Durch ein derartiges Vorgehen werden jedoch bestehende Abhängigkeiten von einzelnen Anbietern weiter verfestigt! Sollen also verstärkt Open-SourceLösungen beschafft werden, gilt es dies frühzeitig im Vergabeprozess zu berücksichtigen – und zwar so, dass die zu erbringenden Leistungen (z. B. zu einer konkreten Buchungsaufgabe, zu Hintergrundberechnungen mit nachfolgendem Bescheiderlass etc.) derart offen und detailliert im Leistungsverzeichnis beschrieben werden, dass dazu auch Open-Source-Anbieter Lösungen schaffen können. Ein wichtiger Parameter kann dabei die wichtige Frage der Informationssicherheit sein, die mit dem (OpenSource-)Programmcode beginnt, der dementsprechend vollumfänglich nachprüfbar sein sollte.

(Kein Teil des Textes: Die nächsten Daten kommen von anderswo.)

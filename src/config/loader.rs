//! Configuration loading functionality.
//!
//! This module provides the [`ConfigLoader`] type for loading the engine
//! configuration from YAML files.

use std::fs;
use std::path::Path;

use crate::error::{EngineError, EngineResult};

use super::types::{EngineConfig, EntitlementTables, RulesConfig, ShiftTable};

/// Loads and provides access to the engine configuration.
///
/// The `ConfigLoader` reads YAML configuration files from a directory.
///
/// # Directory Structure
///
/// ```text
/// config/statutory/
/// ├── rules.yaml         # Workday thresholds and leave accounting rules
/// ├── entitlements.yaml  # Entitlement tables in days
/// └── shifts.yaml        # Shift-code start times
/// ```
///
/// # Example
///
/// ```no_run
/// use attendance_engine::config::ConfigLoader;
///
/// let loader = ConfigLoader::load("./config/statutory")?;
/// assert_eq!(loader.config().leave().max_balance_hours, 320);
/// # Ok::<(), attendance_engine::error::EngineError>(())
/// ```
#[derive(Debug, Clone)]
pub struct ConfigLoader {
    config: EngineConfig,
}

impl ConfigLoader {
    /// Loads configuration from the specified directory.
    ///
    /// # Errors
    ///
    /// Returns [`EngineError::ConfigNotFound`] if a required file is
    /// missing and [`EngineError::ConfigParseError`] if a file contains
    /// invalid YAML or is missing required fields.
    pub fn load<P: AsRef<Path>>(path: P) -> EngineResult<Self> {
        let path = path.as_ref();

        let rules: RulesConfig = Self::load_yaml(&path.join("rules.yaml"))?;
        let entitlements: EntitlementTables = Self::load_yaml(&path.join("entitlements.yaml"))?;
        let shifts: ShiftTable = Self::load_yaml(&path.join("shifts.yaml"))?;

        Ok(Self {
            config: EngineConfig::new(rules.workday, rules.leave, entitlements, shifts),
        })
    }

    /// Creates a loader backed by the built-in statutory configuration,
    /// without touching the filesystem.
    pub fn statutory() -> Self {
        Self {
            config: EngineConfig::statutory(),
        }
    }

    /// Returns the loaded configuration.
    pub fn config(&self) -> &EngineConfig {
        &self.config
    }

    /// Loads and parses a YAML file.
    fn load_yaml<T: serde::de::DeserializeOwned>(path: &Path) -> EngineResult<T> {
        let path_str = path.display().to_string();

        let content = fs::read_to_string(path).map_err(|_| EngineError::ConfigNotFound {
            path: path_str.clone(),
        })?;

        serde_yaml::from_str(&content).map_err(|e| EngineError::ConfigParseError {
            path: path_str,
            message: e.to_string(),
        })
    }
}

#[cfg(test)]
mod tests {
    use super::*;
    use crate::models::ShiftCode;
    use chrono::NaiveTime;

    #[test]
    fn test_load_statutory_directory() {
        let loader = ConfigLoader::load("./config/statutory").unwrap();
        let config = loader.config();
        assert_eq!(config.leave().hours_per_day, 8);
        assert_eq!(config.workday().break_threshold_minutes, 360);
        assert_eq!(
            config.shifts().start_for(ShiftCode(4)),
            Some(NaiveTime::from_hms_opt(22, 30, 0).unwrap())
        );
    }

    #[test]
    fn test_loaded_files_match_builtin_statutory_config() {
        let loaded = ConfigLoader::load("./config/statutory").unwrap();
        let builtin = EngineConfig::statutory();

        assert_eq!(
            loaded.config().entitlements().full_time,
            builtin.entitlements().full_time
        );
        assert_eq!(
            loaded.config().entitlements().part_time,
            builtin.entitlements().part_time
        );
        assert_eq!(
            loaded.config().shifts().starts,
            builtin.shifts().starts
        );
        assert_eq!(
            loaded.config().workday().overtime_flag_minutes,
            builtin.workday().overtime_flag_minutes
        );
        assert_eq!(
            loaded.config().leave().max_balance_hours,
            builtin.leave().max_balance_hours
        );
    }

    #[test]
    fn test_missing_directory_reports_config_not_found() {
        let err = ConfigLoader::load("./config/does-not-exist").unwrap_err();
        assert!(matches!(err, EngineError::ConfigNotFound { .. }));
    }
}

„Lock-in“ durch eingebettete Daten
Um passgenaue (Open-Source-)Lösungen programmieren zu können, ist in aller Regel auf ein ausreichend großes Datenvolumen denkbarer Fallkonstellationen zurückzugreifen. Dies gestaltet sich in der Praxis schwierig, weil am Markt platzierte Anbieter die eigentlichen Behördendaten so in der Programmumgebung verweben, dass diese nur schwierig nachträglich zu extrahieren sind und sodann beispielsweise Urheber- oder Markenrechte etwaige Datenbereitstellungen ausschließen.

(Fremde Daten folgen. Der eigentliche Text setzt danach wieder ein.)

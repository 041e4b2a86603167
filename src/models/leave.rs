//! Manual leave record model and boundary validation.
//!
//! Manual leave records are admin entries distinct from attendance
//! sessions. Only records of type [`LeaveType::Paid`] feed paid-leave
//! consumption; the other kinds are tracked for reporting only.

use chrono::{Datelike, NaiveDate};
use rust_decimal::Decimal;
use serde::{Deserialize, Serialize};
use uuid::Uuid;

use crate::error::{EngineError, EngineResult};

/// Annual cap on summer leave per employee, in hours.
pub const SUMMER_ANNUAL_CAP_HOURS: u32 = 24;

/// The closed set of manual leave kinds.
#[derive(Debug, Clone, Copy, PartialEq, Eq, Serialize, Deserialize)]
#[serde(rename_all = "snake_case")]
pub enum LeaveType {
    /// Statutory paid leave; the only kind that feeds consumption accounting.
    Paid,
    /// Unpaid absence.
    Unpaid,
    /// Substitute day off.
    Substitute,
    /// Child nursing leave.
    Childcare,
    /// Maternity leave.
    Maternity,
    /// Bereavement leave.
    Bereavement,
    /// Summer leave, restricted to July through September.
    Summer,
    /// Family care leave.
    Care,
    /// Work-injury leave.
    Injury,
    /// Any other kind.
    Other,
}

/// A manually entered leave record.
#[derive(Debug, Clone, PartialEq, Serialize, Deserialize)]
pub struct LeaveRecord {
    /// Unique identifier for the record.
    pub id: Uuid,
    /// The employee this record belongs to.
    pub employee_id: Uuid,
    /// The kind of leave taken.
    pub leave_type: LeaveType,
    /// The calendar date the leave applies to.
    pub date: NaiveDate,
    /// Hours of leave taken; must be positive. Supports hourly or
    /// full-day granularity.
    pub hours: Decimal,
    /// Free-form notes.
    #[serde(default)]
    pub notes: Option<String>,
}

impl LeaveRecord {
    /// Validates a record at the input boundary before it is accepted.
    ///
    /// The pure accounting core assumes well-formed records; this is the
    /// rejection point for malformed ones. Checks:
    ///
    /// - `hours` must be positive;
    /// - summer leave must fall in July through September;
    /// - summer leave is capped at [`SUMMER_ANNUAL_CAP_HOURS`] per
    ///   employee per calendar year, counting `existing` records.
    ///
    /// `existing` should hold the employee's already-accepted records;
    /// records for other employees or other years are ignored.
    ///
    /// # Errors
    ///
    /// Returns [`EngineError::InvalidLeaveRecord`] naming the offending
    /// field.
    pub fn validate(&self, existing: &[LeaveRecord]) -> EngineResult<()> {
        if self.hours <= Decimal::ZERO {
            return Err(EngineError::InvalidLeaveRecord {
                field: "hours".to_string(),
                message: "must be positive".to_string(),
            });
        }

        if self.leave_type == LeaveType::Summer {
            let month = self.date.month();
            if !(7..=9).contains(&month) {
                return Err(EngineError::InvalidLeaveRecord {
                    field: "date".to_string(),
                    message: "summer leave is restricted to July through September".to_string(),
                });
            }

            let already_taken: Decimal = existing
                .iter()
                .filter(|r| {
                    r.employee_id == self.employee_id
                        && r.leave_type == LeaveType::Summer
                        && r.date.year() == self.date.year()
                })
                .map(|r| r.hours)
                .sum();
            let cap = Decimal::from(SUMMER_ANNUAL_CAP_HOURS);
            if already_taken + self.hours > cap {
                return Err(EngineError::InvalidLeaveRecord {
                    field: "hours".to_string(),
                    message: format!(
                        "summer leave is capped at {} hours per year ({} already taken)",
                        cap, already_taken
                    ),
                });
            }
        }

        Ok(())
    }
}

#[cfg(test)]
mod tests {
    use super::*;

    fn record(leave_type: LeaveType, date: &str, hours: i64) -> LeaveRecord {
        LeaveRecord {
            id: Uuid::nil(),
            employee_id: Uuid::nil(),
            leave_type,
            date: NaiveDate::parse_from_str(date, "%Y-%m-%d").unwrap(),
            hours: Decimal::from(hours),
            notes: None,
        }
    }

    #[test]
    fn test_paid_record_with_positive_hours_is_valid() {
        let r = record(LeaveType::Paid, "2025-04-10", 8);
        assert!(r.validate(&[]).is_ok());
    }

    #[test]
    fn test_zero_hours_rejected() {
        let r = record(LeaveType::Paid, "2025-04-10", 0);
        let err = r.validate(&[]).unwrap_err();
        assert!(err.to_string().contains("hours"));
    }

    #[test]
    fn test_negative_hours_rejected() {
        let mut r = record(LeaveType::Unpaid, "2025-04-10", 4);
        r.hours = Decimal::from(-4);
        assert!(r.validate(&[]).is_err());
    }

    #[test]
    fn test_summer_leave_inside_window_is_valid() {
        let r = record(LeaveType::Summer, "2025-08-12", 8);
        assert!(r.validate(&[]).is_ok());
    }

    #[test]
    fn test_summer_leave_outside_window_rejected() {
        let r = record(LeaveType::Summer, "2025-06-30", 8);
        let err = r.validate(&[]).unwrap_err();
        assert!(err.to_string().contains("July through September"));
    }

    #[test]
    fn test_summer_leave_annual_cap_enforced() {
        let existing = vec![
            record(LeaveType::Summer, "2025-07-01", 8),
            record(LeaveType::Summer, "2025-08-01", 8),
        ];
        // 16 taken; 8 more is exactly at the cap.
        let at_cap = record(LeaveType::Summer, "2025-09-01", 8);
        assert!(at_cap.validate(&existing).is_ok());

        // One more hour breaches it.
        let over_cap = record(LeaveType::Summer, "2025-09-01", 9);
        assert!(over_cap.validate(&existing).is_err());
    }

    #[test]
    fn test_summer_cap_ignores_other_years_and_employees() {
        let mut other_employee = record(LeaveType::Summer, "2025-07-01", 24);
        other_employee.employee_id = Uuid::new_v4();
        let last_year = record(LeaveType::Summer, "2024-08-01", 24);

        let r = record(LeaveType::Summer, "2025-08-12", 24);
        assert!(r.validate(&[other_employee, last_year]).is_ok());
    }

    #[test]
    fn test_leave_type_serialization() {
        assert_eq!(serde_json::to_string(&LeaveType::Paid).unwrap(), "\"paid\"");
        assert_eq!(
            serde_json::to_string(&LeaveType::Bereavement).unwrap(),
            "\"bereavement\""
        );
        assert_eq!(
            serde_json::from_str::<LeaveType>("\"substitute\"").unwrap(),
            LeaveType::Substitute
        );
    }

    #[test]
    fn test_record_serialization_round_trip() {
        let r = LeaveRecord {
            id: Uuid::new_v4(),
            employee_id: Uuid::new_v4(),
            leave_type: LeaveType::Childcare,
            date: NaiveDate::from_ymd_opt(2025, 5, 7).unwrap(),
            hours: Decimal::new(45, 1), // 4.5
            notes: Some("half day".to_string()),
        };
        let json = serde_json::to_string(&r).unwrap();
        let deserialized: LeaveRecord = serde_json::from_str(&json).unwrap();
        assert_eq!(r, deserialized);
    }
}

Ein Beispiel zur Veranschaulichung: In einem komplexen Programm zum Sozialbereich sind die eigentlichen Falldaten (Rechtssphäre der Behörde) in verschachtelte Hintergrundprogrammtabellen (rechtlich geschützter Bereich des Anbieters) eingebettet. Kommt es nun wegen einer gesetzlichen Änderung zu neuen Statistikpflichten, wäre es zwar wünschenswert, lediglich die neu benötigten Statistikfunktionen sicher und günstig (z. B. an einen Open-Source-Anbieter) zu vergeben. Anderen Anbietern als dem bisherigen Lieferanten wird jedoch – in der geschilderten Konstellation insofern sogar verständlicherweise – kein Zugriff auf die verwobenen Daten gewährt. Deshalb lässt sich faktisch nur ein Zusatzmodul vom bereits etablierten Softwareanbieter beschaffen.
Um für die Vorteile von Open-Source-Lösungen offen zu sein, sollte man daher standardmäßig im Rahmen der Vergabe IT-bezogener Leistungen dafür Sorge tragen, dass die eigentlichen Falldaten stets in einem abgetrennten Bereich jenseits der Programmumgebung gesichert werden. Dies würde Behörden nicht nur die Einhaltung der Datenschutzgrundverordnung (DSGVO) erleichtern, sondern in vielen Fällen überhaupt erst „echte“ Ausschreibungen ermöglichen. Denn der solchermaßen separierte Datenbereich, zu dem sämtliche Rechte bei der beauftragenden Behörde liegen, kann dann auch für andere potenzielle Anbieter anonymisiert bereitgestellt werden.
Fazit
Überlegungen zum verstärkten Einsatz von OpenSource-Lösungen müssen ganz entscheidend im Vergabebereich ansetzen. Dieser ist stärker als bisher auf Fragen der Informationssicherheit zu fokussieren. Darüber hinaus sind Programmstrukturen daraufhin zu überprüfen und anzupassen, dass auch für Folgeaufträge eine echte Ausschreibung möglich bleibt. Auf diese Weise vermeidet man Abhängigkeiten und kann neben erhöhter Sicherheit von vielen anderen OSS-Vorteilen in Sachen Effizienz, Transparenz und Nachhaltigkeit profitieren.
Ralf Klomfaß ist Dipl.-Verwaltungsbetriebswirt (FH), DiplomJurist (Uni Mainz), Master des Wirtschaftsrechts (Uni Köln, LL. M.) sowie Leiter der Abteilung für Verwaltungsprüfungen der Landeshauptstadt Mainz. Eine seiner Schwerpunkttätigkeiten bildet die Revision der Informationssicherheit, seinem Zuständigkeitsbereich unterfallen aber auch Vergabefragen.